Reba McEntire and woman posing for a picture
Ed Rode/WireImage via Getty Images

Would you believe me if I told you that Reba passed on recording George Strait’s iconic #1 hit “Does Fort Worth Ever Cross Your Mind”?

Because she did.

She was recently on the “I Miss…90s Country Radio” podcast and talked to Nick Hoffman about some of her struggles in deciding to record and put out different songs to country radio back at the height of her career.

More specifically, she spoke in-depth about why she made certain calls in regards to tracks she felt comfortable putting out to her fans, even if they weren’t always squeaky clean.

Fancy

Possibly her most recognizable hit, “Fancy,” talks about some pretty adult topics in prostitution and sex, but she felt like it was an appropriate addition to her catalog because:

“It’s real-life; it’s a rags to riches, it’s Cinderella, it’s Annie Oakley, but I knew it wasn’t probably the proper thing to do because Jimmy Bowen, my producer before Tony Brown, I’d asked to do it then.

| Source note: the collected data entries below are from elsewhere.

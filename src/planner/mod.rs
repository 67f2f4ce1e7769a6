//! Weekly dinner planning
//!
//! This module contains:
//! - Recipe records and the catalog they live in
//! - Planner rules (takeaway days, cooking time, category diversity, favorites)
//! - Plan generation with recorded fallback tiers
//! - Manual swaps, grocery aggregation and metric conversion

pub mod assigner;
pub mod grocery;
pub mod recipe;
pub mod rules;
pub mod swap;
pub mod units;

pub use assigner::{
    generate_weekly_plan, week_start, FallbackTier, MealKind, PlanDay, WeeklyPlan, TAKEAWAY_NOTE,
};
pub use grocery::{build_grocery_list, GroceryCategorizer, GroceryItem, GroceryList};
pub use recipe::{Ingredient, Recipe, RecipeCatalog, UsageRecord};
pub use rules::{CookingTimeLimits, FavoriteRules, PlannerRules, Weekday};
pub use swap::{apply_swap, swap_options};
pub use units::{promote_metric, to_metric, to_metric_base};
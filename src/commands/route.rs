use crate::commands::router_from_config;
use crate::config::Config;
use crate::error::{HearthError, Result};
use crate::routing::{session_awareness, ContextRegistry, RoutingOutcome};
use colored::Colorize;

/// Route one message and print the outcome
pub fn run_route(
    config: &Config,
    session_key: &str,
    message: &str,
    json: bool,
    no_history: bool,
) -> Result<()> {
    let router = router_from_config(config)?;
    let outcome = if no_history {
        router.route_without_history(session_key, message)?
    } else {
        router.route(session_key, message)?
    };

    if json {
        println!("{}", serde_json::to_string_pretty(&outcome)?);
    } else {
        print_outcome(session_key, message, &outcome);
    }
    Ok(())
}

fn print_outcome(session_key: &str, message: &str, outcome: &RoutingOutcome) {
    let result = &outcome.classification;

    println!("{}", "Routing analysis".bold());
    println!("  Session:     {}", session_key);
    println!("  Message:     {}", crate::matching::preview(message, 100));
    println!("  Current:     {}", result.current_context.cyan());
    println!("  Recommended: {}", result.recommended_context.cyan());
    println!(
        "  Misrouted:   {}",
        if result.is_misrouted {
            "YES".red().bold()
        } else {
            "no".green()
        }
    );
    println!("  Score:       {} ({:?})", result.score, result.confidence);
    println!(
        "  Keywords:    {}",
        if result.matched_keywords.is_empty() {
            "none".to_string()
        } else {
            result.matched_keywords.join(", ")
        }
    );
    println!();

    match &outcome.misroute_response {
        Some(response) => println!("{}", response),
        None => println!("{}", "Message is routed to the right bot.".green()),
    }

    for recommendation in &outcome.recommendations {
        println!("{} {}", "→".yellow(), recommendation.message);
        println!("  {}", recommendation.action);
    }

    if let Some(error) = &outcome.history_error {
        println!("{} {}", "warning:".yellow().bold(), error);
    }
}

/// Print what the bot behind a session key helps with
pub fn run_awareness(config: &Config, session_key: &str) -> Result<()> {
    let registry = ContextRegistry::load(&config.routing.session_manager_path)?;
    let text = session_awareness(session_key, &registry)
        .ok_or_else(|| HearthError::UnknownSession(session_key.to_string()))?;
    println!("{}", text.trim());
    Ok(())
}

And he said, ‘Oh woman, you don’t need to do that kind of song, it’s about a prostitute.’ And I said, ‘Well, I know, that’s everyday life.’ So was cheating, so was divorce, that’s everyday life.”

Reba’s version of “Fancy” was actually a cover of the original song by Bobbie Gentry from 1969. Of course, Reba released it in 1990 on her Rumor Has It album, and it became one of her signature songs, even though it only peaked at #8 on the Billboard County charts in 1991.

Another famous track of hers, “The Night The Lights Went Out In Georgia,” that was released in 1991, focuses on cheating and murder. All of that to say, it wasn’t uncommon for Reba to talk about subjects that might’ve been considered taboo at the time.

So, if she’s singing about all the real things that happen in relationships and life on some of her other songs, it seems like “Does Fort Worth Ever Cross Your Mind” would be right in her wheelhouse.

Passing On “Fort Worth”

But apparently, she’d gone back and forth several times on whether or not to actually cut it, and eventually decided not to because she felt like some of the topics were inappropriate:

“Oh, ‘Fort Worth Ever Cross Your Mind,’ I had that on hold three or four times, we kept taking it off. I

It was because cold, Fort Worth cold, and it had beer in it and back in those days, I didn’t associate myself with beer, whiskey, cigarettes, anything like that.

Although I do drink, I don’t smoke, but it just wasn’t there. Once again, little eyes are watching, so I wanted to keep it clean. So George Strait got it. Let him do it.”

It seems a little strange that she would have a problem with alcohol and cigarettes and not prostitution, but “Fort Worth” was in the mid-80s and the aforementioned tracks that she actually recorded were released years later in the early ’90s.

It could be that she just had a change of heart, or maybe she felt more comfortable getting into those topics as her career went on, but honestly, I can’t imagine anyone else singing that song besides King George.

“Fort Worth” was originally written by Sanger and Darlene Shafer, and was the title-track to George’s album of the same name. It was officially released as the lead-off single from that record in 1984.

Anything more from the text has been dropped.